Collected data
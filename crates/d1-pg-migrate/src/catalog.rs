//! Table specs for the fixed migration allow-list.
//!
//! Each spec names a table, its upsert conflict key, and an ordered list of
//! column-rule bindings. Transcoding evaluates the bindings generically;
//! nothing downstream special-cases table names.

/// How a rule binding matches a column name.
#[derive(Debug, Clone, Copy, PartialEq, Eq)]
pub enum ColumnMatcher {
    /// Matches the column name exactly.
    Exact(&'static str),

    /// Matches any column whose name starts with the prefix.
    Prefix(&'static str),
}

impl ColumnMatcher {
    /// Check whether this matcher applies to the given column name.
    #[must_use]
    pub fn matches(&self, column: &str) -> bool {
        match self {
            ColumnMatcher::Exact(name) => column == *name,
            ColumnMatcher::Prefix(prefix) => column.starts_with(prefix),
        }
    }
}

/// Column-specific literal rule applied during transcoding.
#[derive(Debug, Clone, Copy, PartialEq, Eq)]
pub enum ColumnRule {
    /// Text array column: JSON list or comma-separated string into a
    /// curly-brace array literal.
    Array,

    /// Boolean column: truthy/falsy source value into TRUE/FALSE.
    Boolean,

    /// Nullable string column with irregular source typing: always quoted
    /// unless NULL.
    ForcedString,
}

/// Descriptor for one allow-listed table.
#[derive(Debug, Clone)]
pub struct TableSpec {
    /// Table name in both the source dump and the target schema.
    pub name: &'static str,

    /// Column the target insert upserts on.
    pub conflict_key: &'static str,

    /// Ordered column-rule bindings; first match wins.
    pub rules: Vec<(ColumnMatcher, ColumnRule)>,
}

impl TableSpec {
    /// Create a spec with the default conflict key and no column rules.
    pub fn new(name: &'static str) -> Self {
        Self {
            name,
            conflict_key: DEFAULT_CONFLICT_KEY,
            rules: Vec::new(),
        }
    }

    /// Override the conflict key.
    #[must_use]
    pub fn with_conflict_key(mut self, key: &'static str) -> Self {
        self.conflict_key = key;
        self
    }

    /// Append a column-rule binding.
    #[must_use]
    pub fn with_rule(mut self, matcher: ColumnMatcher, rule: ColumnRule) -> Self {
        self.rules.push((matcher, rule));
        self
    }

    /// Find the first rule bound to the given column, if any.
    #[must_use]
    pub fn rule_for(&self, column: &str) -> Option<ColumnRule> {
        self.rules
            .iter()
            .find(|(matcher, _)| matcher.matches(column))
            .map(|(_, rule)| *rule)
    }
}

/// Conflict key used by every table without an override.
pub const DEFAULT_CONFLICT_KEY: &str = "id";

/// The five application tables, in processing order.
pub fn builtin_tables() -> Vec<TableSpec> {
    vec![
        TableSpec::new("users").with_conflict_key("floatplane_user_id"),
        TableSpec::new("playlists")
            .with_rule(ColumnMatcher::Exact("video_ids"), ColumnRule::Array)
            .with_rule(ColumnMatcher::Exact("is_watch_later"), ColumnRule::Boolean),
        TableSpec::new("fp_posts")
            .with_rule(ColumnMatcher::Prefix("has_"), ColumnRule::Boolean)
            .with_rule(ColumnMatcher::Prefix("is_"), ColumnRule::Boolean)
            .with_rule(ColumnMatcher::Exact("thumbnail_url"), ColumnRule::ForcedString),
        TableSpec::new("qr_sessions"),
        TableSpec::new("device_sessions"),
    ]
}

#[cfg(test)]
mod tests {
    use super::*;

    #[test]
    fn test_matcher_exact() {
        let m = ColumnMatcher::Exact("video_ids");
        assert!(m.matches("video_ids"));
        assert!(!m.matches("video_ids_2"));
    }

    #[test]
    fn test_matcher_prefix() {
        let m = ColumnMatcher::Prefix("has_");
        assert!(m.matches("has_video"));
        assert!(!m.matches("hash"));
    }

    #[test]
    fn test_rule_for_first_match_wins() {
        let spec = TableSpec::new("t")
            .with_rule(ColumnMatcher::Prefix("is_"), ColumnRule::Boolean)
            .with_rule(ColumnMatcher::Exact("is_special"), ColumnRule::ForcedString);
        assert_eq!(spec.rule_for("is_special"), Some(ColumnRule::Boolean));
    }

    #[test]
    fn test_builtin_tables_order_and_keys() {
        let tables = builtin_tables();
        let names: Vec<&str> = tables.iter().map(|t| t.name).collect();
        assert_eq!(
            names,
            vec!["users", "playlists", "fp_posts", "qr_sessions", "device_sessions"]
        );

        assert_eq!(tables[0].conflict_key, "floatplane_user_id");
        for table in &tables[1..] {
            assert_eq!(table.conflict_key, DEFAULT_CONFLICT_KEY);
        }
    }

    #[test]
    fn test_builtin_rule_bindings() {
        let tables = builtin_tables();

        let playlists = &tables[1];
        assert_eq!(playlists.rule_for("video_ids"), Some(ColumnRule::Array));
        assert_eq!(
            playlists.rule_for("is_watch_later"),
            Some(ColumnRule::Boolean)
        );
        assert_eq!(playlists.rule_for("name"), None);

        let fp_posts = &tables[2];
        assert_eq!(fp_posts.rule_for("has_video"), Some(ColumnRule::Boolean));
        assert_eq!(fp_posts.rule_for("is_locked"), Some(ColumnRule::Boolean));
        assert_eq!(
            fp_posts.rule_for("thumbnail_url"),
            Some(ColumnRule::ForcedString)
        );
        assert_eq!(fp_posts.rule_for("title"), None);

        // Boolean prefix matching is scoped to fp_posts, not global
        let users = &tables[0];
        assert_eq!(users.rule_for("is_admin"), None);
    }
}
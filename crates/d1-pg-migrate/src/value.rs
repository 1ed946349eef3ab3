//! Owned SQL value representation for rows read from the ephemeral store.
//!
//! Decouples transcoding from the live `rusqlite` connection: rows are pulled
//! out as `SqlValue`s once, then rendered into PostgreSQL literals with no
//! further store access.

use rusqlite::types::ValueRef;

/// A single cell value in one of SQLite's five storage classes.
#[derive(Debug, Clone, PartialEq)]
pub enum SqlValue {
    /// NULL value.
    Null,

    /// 64-bit signed integer.
    Integer(i64),

    /// 64-bit floating point.
    Real(f64),

    /// Text data (lossily decoded if the source bytes are not valid UTF-8).
    Text(String),

    /// Binary data.
    Blob(Vec<u8>),
}

impl SqlValue {
    /// Check if this value is NULL.
    #[must_use]
    pub fn is_null(&self) -> bool {
        matches!(self, SqlValue::Null)
    }

    /// Borrow the text content, if this is a text value.
    #[must_use]
    pub fn as_text(&self) -> Option<&str> {
        match self {
            SqlValue::Text(s) => Some(s),
            _ => None,
        }
    }

    /// Plain (unquoted, unescaped) string form of the value.
    ///
    /// NULL renders as the empty string; callers that need the NULL keyword
    /// handle it before reaching for this.
    #[must_use]
    pub fn to_plain_string(&self) -> String {
        match self {
            SqlValue::Null => String::new(),
            SqlValue::Integer(i) => i.to_string(),
            SqlValue::Real(f) => f.to_string(),
            SqlValue::Text(s) => s.clone(),
            SqlValue::Blob(b) => String::from_utf8_lossy(b).into_owned(),
        }
    }
}

impl From<ValueRef<'_>> for SqlValue {
    fn from(value: ValueRef<'_>) -> Self {
        match value {
            ValueRef::Null => SqlValue::Null,
            ValueRef::Integer(i) => SqlValue::Integer(i),
            ValueRef::Real(f) => SqlValue::Real(f),
            ValueRef::Text(t) => SqlValue::Text(String::from_utf8_lossy(t).into_owned()),
            ValueRef::Blob(b) => SqlValue::Blob(b.to_vec()),
        }
    }
}

// Convenience conversions for tests and callers constructing rows by hand
impl From<i64> for SqlValue {
    fn from(v: i64) -> Self {
        SqlValue::Integer(v)
    }
}

impl From<f64> for SqlValue {
    fn from(v: f64) -> Self {
        SqlValue::Real(v)
    }
}

impl From<String> for SqlValue {
    fn from(v: String) -> Self {
        SqlValue::Text(v)
    }
}

impl From<&str> for SqlValue {
    fn from(v: &str) -> Self {
        SqlValue::Text(v.to_string())
    }
}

> **What to do**
Give the number of lines above that contain the word "crates", with no other text.

> **Answer to this task**
2